Stored data entries:
....

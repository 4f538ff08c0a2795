//! CLI command implementations for svprep.
//!
//! - [`scan`] - Collect junction and discordant-pair evidence from a BAM file

#![allow(clippy::missing_errors_doc, clippy::must_use_candidate, clippy::cast_possible_truncation)]

pub mod command;
pub mod common;
pub mod scan;
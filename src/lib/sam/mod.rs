//! Alignment record conversion.
//!
//! - [`record`] converts noodles records into the flat [`record::AlignmentRecord`] used by
//!   the scanner
//! - [`record_utils`] holds CIGAR parsing and summary helpers
//! - [`builder`] builds records for tests and benchmarks

pub mod builder;
pub mod record;
pub mod record_utils;
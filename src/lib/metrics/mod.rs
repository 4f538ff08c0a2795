//! Output rows and TSV writing.
//!
//! - [`junction`] - One row per retained junction
//! - [`writer`] - TSV file writing
//!
//! Other row types live next to the counters they report:
//! [`DiscordantStats`](crate::discordant::DiscordantStats),
//! [`ScanSummaryMetric`](crate::stats::ScanSummaryMetric) and
//! [`FragmentLengthMetric`](crate::fragment_length::FragmentLengthMetric).

pub mod junction;
pub mod writer;

use serde::{Deserialize, Serialize};

use crate::discordant::DiscordantStats;
use crate::fragment_length::FragmentLengthMetric;
use crate::stats::ScanSummaryMetric;

pub use junction::JunctionRecord;
pub use writer::{write_metrics, write_metrics_auto};

/// A row type written to a TSV file.
pub trait Metric: Serialize + for<'de> Deserialize<'de> + Clone + Default {
    /// Name used in log and error messages.
    fn metric_name() -> &'static str;
}

impl Metric for DiscordantStats {
    fn metric_name() -> &'static str {
        "discordant"
    }
}

impl Metric for ScanSummaryMetric {
    fn metric_name() -> &'static str {
        "scan summary"
    }
}

impl Metric for FragmentLengthMetric {
    fn metric_name() -> &'static str {
        "fragment length"
    }
}
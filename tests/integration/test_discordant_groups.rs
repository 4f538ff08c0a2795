//! Discordant pairs clustered into groups that back junctions of their own.

use svprep_lib::bam_io::InMemorySource;
use svprep_lib::fragment::FragmentStatus;
use svprep_lib::hotspot::HotspotCache;
use svprep_lib::junction::RemoteJunction;
use svprep_lib::read::{Orientation, ReadType};
use svprep_lib::scheduler::{PartitionScheduler, ScanResults};
use svprep_lib::spanning_cache::SpanningCache;

use crate::helpers::{
    DISCORDANT_POSITION, DISCORDANT_REMOTE_START, PARTITION_SIZE, discordant_scenario,
    scan_config, tasks, translocation_pair,
};

fn run(records: Vec<svprep_lib::sam::record::AlignmentRecord>) -> ScanResults {
    let source = InMemorySource::new(records);
    let cache = SpanningCache::new(PARTITION_SIZE);
    PartitionScheduler::new(scan_config(1))
        .run(tasks(), &source, &HotspotCache::default(), &cache)
        .unwrap()
}

#[test]
fn test_group_backs_junction_with_remote_breakend() {
    let results = run(discordant_scenario());

    let junctions: Vec<_> = results.junctions().collect();
    assert_eq!(junctions.len(), 1);
    let junction = junctions[0];
    assert_eq!(junction.chromosome, "chr1");
    assert_eq!(junction.breakend(), (DISCORDANT_POSITION, Orientation::Forward));
    assert!(junction.discordant_group);
    assert_eq!(junction.junction_fragment_count(), 0);
    assert_eq!(junction.candidate_support_fragments.len(), 3);
    assert!(junction.top_read().is_none());

    let mut expected = RemoteJunction::new("chr5", DISCORDANT_REMOTE_START, Orientation::Reverse);
    expected.fragment_count = 3;
    assert_eq!(junction.remote_junctions, vec![expected]);

    let groups: Vec<_> = results.discordant_groups().collect();
    assert_eq!(groups.len(), 1);
    assert_eq!(groups[0].fragment_ids.len(), 3);

    assert_eq!(results.stats.discordant.total_reads, 3);
    assert_eq!(results.stats.discordant.translocations, 3);
}

#[test]
fn test_group_members_resolve_as_pairs_in_mate_partition() {
    let results = run(discordant_scenario());

    // Pairs of candidate reads never complete; the chr5 partition resolves them once both
    // reads are present
    let chr5_start = tasks().iter().position(|t| t.key.chromosome == "chr5").unwrap();
    assert!(results.partitions[..chr5_start].iter().all(|p| p.fragments.is_empty()));
    let emitted: Vec<_> = results.partitions.iter().flat_map(|p| p.fragments.iter()).collect();
    assert_eq!(emitted.len(), 3);
    for fragment in emitted {
        assert_eq!(fragment.status(), FragmentStatus::Paired);
        assert_eq!(fragment.reads().len(), 2);
        assert!(fragment.reads().iter().all(|r| r.written));
        assert_eq!(fragment.junction_positions, vec![(DISCORDANT_POSITION, Orientation::Forward)]);
        let chr1_read = fragment.reads().iter().find(|r| r.chromosome == "chr1").unwrap();
        assert_eq!(chr1_read.read_type, ReadType::Support);
    }
    assert!(results.leftover_fragments.is_empty());
    assert_eq!(results.stats.reads.locally_resolved_fragments, 3);
}

#[test]
fn test_single_discordant_pair_forms_no_junction() {
    let results = run(translocation_pair("lonely", 20_100, 50_100));
    assert_eq!(results.junctions().count(), 0);
    assert_eq!(results.discordant_groups().count(), 2);
    assert_eq!(results.stats.discordant.translocations, 2);
}

#[test]
fn test_opposite_orientations_form_separate_groups() {
    let mut records = discordant_scenario();
    for i in 0..2u32 {
        let mut pair = translocation_pair(&format!("reverse{i}"), 20_150 + i * 10, 60_000);
        pair[0].flags |= noodles::sam::alignment::record::Flags::REVERSE_COMPLEMENTED;
        pair[1].flags |= noodles::sam::alignment::record::Flags::MATE_REVERSE_COMPLEMENTED;
        records.extend(pair);
    }
    let results = run(records);

    let chr1_groups: Vec<_> = results.discordant_groups().filter(|g| g.chromosome == "chr1").collect();
    assert_eq!(chr1_groups.len(), 2);
    assert!(chr1_groups.iter().any(|g| g.orientation == Orientation::Forward && g.fragment_ids.len() == 3));
    assert!(chr1_groups.iter().any(|g| g.orientation == Orientation::Reverse && g.fragment_ids.len() == 2));
}
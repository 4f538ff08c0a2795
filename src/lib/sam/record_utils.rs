//! Record-level utilities for alignment records.
//!
//! This module provides utilities for working with CIGAR operations and SAM tags:
//! - CIGAR string parsing (SA and MC tags carry CIGARs as strings)
//! - Reference-consumed length and clipping on either side
//! - Geometry summaries used by the read classifier

use noodles::sam::alignment::record::cigar::op::Kind;

/// A CIGAR operation as a `(kind, length)` pair.
pub type CigarOp = (Kind, usize);

/// Parses a CIGAR string and returns it as a vector of (Kind, length) operations.
///
/// Unknown operation characters and zero-length operations are skipped, so a
/// malformed CIGAR never panics.
#[must_use]
pub fn parse_cigar_string(cigar_str: &str) -> Vec<CigarOp> {
    let mut ops = Vec::new();
    let mut num_str = String::new();

    for ch in cigar_str.chars() {
        if ch.is_ascii_digit() {
            num_str.push(ch);
        } else {
            let len: usize = num_str.parse().unwrap_or(0);
            num_str.clear();

            let kind = match ch {
                'M' => Kind::Match,
                'I' => Kind::Insertion,
                'D' => Kind::Deletion,
                'N' => Kind::Skip,
                'S' => Kind::SoftClip,
                'H' => Kind::HardClip,
                'P' => Kind::Pad,
                '=' => Kind::SequenceMatch,
                'X' => Kind::SequenceMismatch,
                _ => continue,
            };

            if len > 0 {
                ops.push((kind, len));
            }
        }
    }

    ops
}

/// Calculates the reference length consumed by CIGAR operations.
#[must_use]
pub fn cigar_reference_length(ops: &[CigarOp]) -> usize {
    ops.iter()
        .filter_map(|(kind, len)| match kind {
            Kind::Match
            | Kind::Deletion
            | Kind::Skip
            | Kind::SequenceMatch
            | Kind::SequenceMismatch => Some(*len),
            _ => None,
        })
        .sum()
}

/// Calculates leading soft clipping from CIGAR operations (hard clips are skipped over).
#[must_use]
pub fn leading_soft_clipping(ops: &[CigarOp]) -> usize {
    ops.iter()
        .skip_while(|(kind, _)| *kind == Kind::HardClip)
        .take_while(|(kind, _)| *kind == Kind::SoftClip)
        .map(|(_, len)| *len)
        .sum()
}

/// Calculates trailing soft clipping from CIGAR operations (hard clips are skipped over).
#[must_use]
pub fn trailing_soft_clipping(ops: &[CigarOp]) -> usize {
    ops.iter()
        .rev()
        .skip_while(|(kind, _)| *kind == Kind::HardClip)
        .take_while(|(kind, _)| *kind == Kind::SoftClip)
        .map(|(_, len)| *len)
        .sum()
}

/// Geometry derived from a CIGAR and an alignment start.
#[derive(Debug, Clone, Copy, PartialEq, Eq, Default)]
pub struct CigarSummary {
    /// Bases aligned with M, = or X operations.
    pub aligned_bases: u32,
    /// Leading soft clip length.
    pub left_soft_clip: u32,
    /// Trailing soft clip length.
    pub right_soft_clip: u32,
    /// Whether any hard clip is present.
    pub has_hard_clip: bool,
    /// Length of the longest insertion or deletion.
    pub max_indel: u32,
    /// Reference bases flanking the longest indel: the last aligned base before it and
    /// the first aligned base after it. `None` when there is no indel.
    pub max_indel_flanks: Option<(u32, u32)>,
    /// Last reference base covered by the alignment (1-based, inclusive).
    pub alignment_end: u32,
}

impl CigarSummary {
    /// Walks the CIGAR once, computing aligned length, clipping, the longest indel and the
    /// alignment end for an alignment starting at the 1-based `alignment_start`.
    #[must_use]
    pub fn from_ops(ops: &[CigarOp], alignment_start: u32) -> Self {
        let mut summary = CigarSummary {
            left_soft_clip: leading_soft_clipping(ops) as u32,
            right_soft_clip: trailing_soft_clipping(ops) as u32,
            ..Default::default()
        };

        let mut ref_pos = alignment_start;
        for &(kind, len) in ops {
            let len = len as u32;
            match kind {
                Kind::Match | Kind::SequenceMatch | Kind::SequenceMismatch => {
                    summary.aligned_bases += len;
                    ref_pos += len;
                }
                Kind::Deletion => {
                    if len > summary.max_indel {
                        summary.max_indel = len;
                        summary.max_indel_flanks = Some((ref_pos.saturating_sub(1), ref_pos + len));
                    }
                    ref_pos += len;
                }
                Kind::Insertion => {
                    if len > summary.max_indel {
                        summary.max_indel = len;
                        summary.max_indel_flanks = Some((ref_pos.saturating_sub(1), ref_pos));
                    }
                }
                Kind::Skip => ref_pos += len,
                Kind::HardClip => summary.has_hard_clip = true,
                Kind::SoftClip | Kind::Pad => {}
            }
        }

        summary.alignment_end = ref_pos.saturating_sub(1).max(alignment_start);
        summary
    }
}
//! Fragments: all reads sharing a read name.
//!
//! A [`Fragment`] recomputes its [`FragmentStatus`] from its current membership every
//! time a read is added or another partial fragment is merged in.

use std::collections::BTreeSet;
use std::fmt;

use crate::partition::PartitionKey;
use crate::read::{Orientation, Read, ReadType};

/// Completeness of a fragment.
#[derive(Debug, Clone, Copy, PartialEq, Eq, Hash)]
pub enum FragmentStatus {
    /// No reads yet.
    Unset,
    /// Reads are still expected from elsewhere.
    Incomplete,
    /// Both primary reads are present but a supplementary is still outstanding, or the
    /// fragment was provisionally resolved with two reads.
    Paired,
    /// Provisionally resolved without its mate.
    Supplementary,
    /// Every expected read is present.
    Complete,
}

impl FragmentStatus {
    /// Position in the forward-only progression `Unset < Incomplete < Paired|Supplementary < Complete`.
    #[must_use]
    pub fn rank(self) -> u8 {
        match self {
            FragmentStatus::Unset => 0,
            FragmentStatus::Incomplete => 1,
            FragmentStatus::Paired | FragmentStatus::Supplementary => 2,
            FragmentStatus::Complete => 3,
        }
    }
}

impl fmt::Display for FragmentStatus {
    fn fmt(&self, f: &mut fmt::Formatter<'_>) -> fmt::Result {
        let s = match self {
            FragmentStatus::Unset => "UNSET",
            FragmentStatus::Incomplete => "INCOMPLETE",
            FragmentStatus::Paired => "PAIRED",
            FragmentStatus::Supplementary => "SUPPLEMENTARY",
            FragmentStatus::Complete => "COMPLETE",
        };
        f.write_str(s)
    }
}

/// The reads of one sequenced molecule.
#[derive(Debug, Clone)]
pub struct Fragment {
    id: String,
    reads: Vec<Read>,
    status: FragmentStatus,
    expected_read_count: usize,
    /// Junctions (position, orientation) within the owning partition this fragment supports.
    pub junction_positions: Vec<(u32, Orientation)>,
    pub has_remote_junction: bool,
}

impl Fragment {
    #[must_use]
    pub fn new(id: impl Into<String>) -> Self {
        Self {
            id: id.into(),
            reads: Vec::new(),
            status: FragmentStatus::Unset,
            expected_read_count: 0,
            junction_positions: Vec::new(),
            has_remote_junction: false,
        }
    }

    /// Creates a fragment from its first read.
    #[must_use]
    pub fn from_read(read: Read) -> Self {
        let mut fragment = Self::new(read.id.clone());
        fragment.add_read(read);
        fragment
    }

    #[must_use]
    pub fn id(&self) -> &str {
        &self.id
    }

    #[must_use]
    pub fn reads(&self) -> &[Read] {
        &self.reads
    }

    pub fn reads_mut(&mut self) -> impl Iterator<Item = &mut Read> {
        self.reads.iter_mut()
    }

    #[must_use]
    pub fn status(&self) -> FragmentStatus {
        self.status
    }

    #[must_use]
    pub fn expected_read_count(&self) -> usize {
        self.expected_read_count
    }

    #[must_use]
    pub fn is_complete(&self) -> bool {
        self.status == FragmentStatus::Complete
    }

    /// Adds a read and recomputes the status. A read already present is ignored.
    pub fn add_read(&mut self, read: Read) {
        if !self.contains(&read) {
            self.reads.push(read);
        }
        self.update_status();
    }

    /// Merges the reads and junction attributions of another partial fragment.
    pub fn merge(&mut self, other: Fragment) {
        for read in other.reads {
            if !self.contains(&read) {
                self.reads.push(read);
            }
        }
        for position in other.junction_positions {
            self.add_junction_position(position);
        }
        self.has_remote_junction |= other.has_remote_junction;
        self.update_status();
    }

    /// Flags every read as written. A fragment is emitted once, so this is set once.
    pub fn mark_written(&mut self) {
        for read in &mut self.reads {
            read.written = true;
        }
    }

    fn contains(&self, read: &Read) -> bool {
        self.reads.iter().any(|r| r.key() == read.key())
    }

    pub fn add_junction_position(&mut self, position: (u32, Orientation)) {
        if !self.junction_positions.contains(&position) {
            self.junction_positions.push(position);
        }
    }

    /// True if any read may contribute junction evidence.
    #[must_use]
    pub fn is_interesting(&self) -> bool {
        self.reads.iter().any(|r| r.read_type != ReadType::NoSupport)
    }

    /// True if the fragment can only be confirmed by reads held elsewhere: every read is
    /// supplementary, or every read is a low-confidence candidate or has an unmapped mate.
    #[must_use]
    pub fn conditional_on_remote_reads(&self) -> bool {
        if self.reads.is_empty() {
            return false;
        }
        self.reads.iter().all(Read::is_supplementary)
            || self.reads.iter().all(|r| {
                matches!(r.read_type, ReadType::CandidateSupport | ReadType::Support)
                    || r.is_mate_unmapped()
            })
    }

    /// Recomputes the status from the current reads.
    pub fn update_status(&mut self) {
        if self.reads.is_empty() {
            self.status = FragmentStatus::Unset;
            self.expected_read_count = 0;
            return;
        }

        if self.conditional_on_remote_reads() {
            self.expected_read_count = self.reads.len();
            self.status =
                if self.reads.len() == 2 { FragmentStatus::Paired } else { FragmentStatus::Supplementary };
            return;
        }

        let has_mate = self.reads.iter().any(|r| r.is_paired() && !r.is_mate_unmapped());
        let mut expected = if has_mate { 2 } else { 1 };
        for first in [true, false] {
            let slot_has_supplementary = self
                .reads
                .iter()
                .filter(|r| r.is_first_of_pair() == first)
                .any(|r| r.is_supplementary() || !r.supplementaries.is_empty());
            if slot_has_supplementary {
                expected += 1;
            }
        }
        self.expected_read_count = expected;

        let primaries = self.reads.iter().filter(|r| !r.is_supplementary());
        let has_both_primaries = {
            let (mut first, mut second) = (false, false);
            for read in primaries {
                if read.is_first_of_pair() {
                    first = true;
                } else {
                    second = true;
                }
            }
            first && second
        };

        self.status = if self.reads.len() >= expected {
            FragmentStatus::Complete
        } else if has_both_primaries {
            FragmentStatus::Paired
        } else {
            FragmentStatus::Incomplete
        };
    }

    /// Sets a fragment left over at the end of a run to `Incomplete` unless it was
    /// provisionally resolved.
    pub fn mark_incomplete(&mut self) {
        if !matches!(self.status, FragmentStatus::Paired | FragmentStatus::Supplementary) {
            self.status = FragmentStatus::Incomplete;
        }
    }

    /// Windows holding mates or supplementary alignments that are not yet present.
    #[must_use]
    pub fn remote_partitions(&self, partition_size: u32) -> BTreeSet<PartitionKey> {
        let present: BTreeSet<PartitionKey> = self
            .reads
            .iter()
            .map(|r| PartitionKey::for_position(&r.chromosome, r.start, partition_size))
            .collect();

        let mut remote = BTreeSet::new();
        for read in &self.reads {
            if read.is_paired() && !read.is_mate_unmapped() {
                if let Some(chromosome) = read.mate_chromosome.as_deref() {
                    remote.insert(PartitionKey::for_position(chromosome, read.mate_start, partition_size));
                }
            }
            for sa in &read.supplementaries {
                remote.insert(PartitionKey::for_position(&sa.chromosome, sa.position, partition_size));
            }
        }
        remote.retain(|key| !present.contains(key));
        remote
    }
}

....

A complete answer gives every line of the records holding "Copy".

#[derive(Debug, Clone, Copy, PartialEq, Eq, Default)]
#[derive(Debug, Clone, Copy, PartialEq, Eq, Hash)]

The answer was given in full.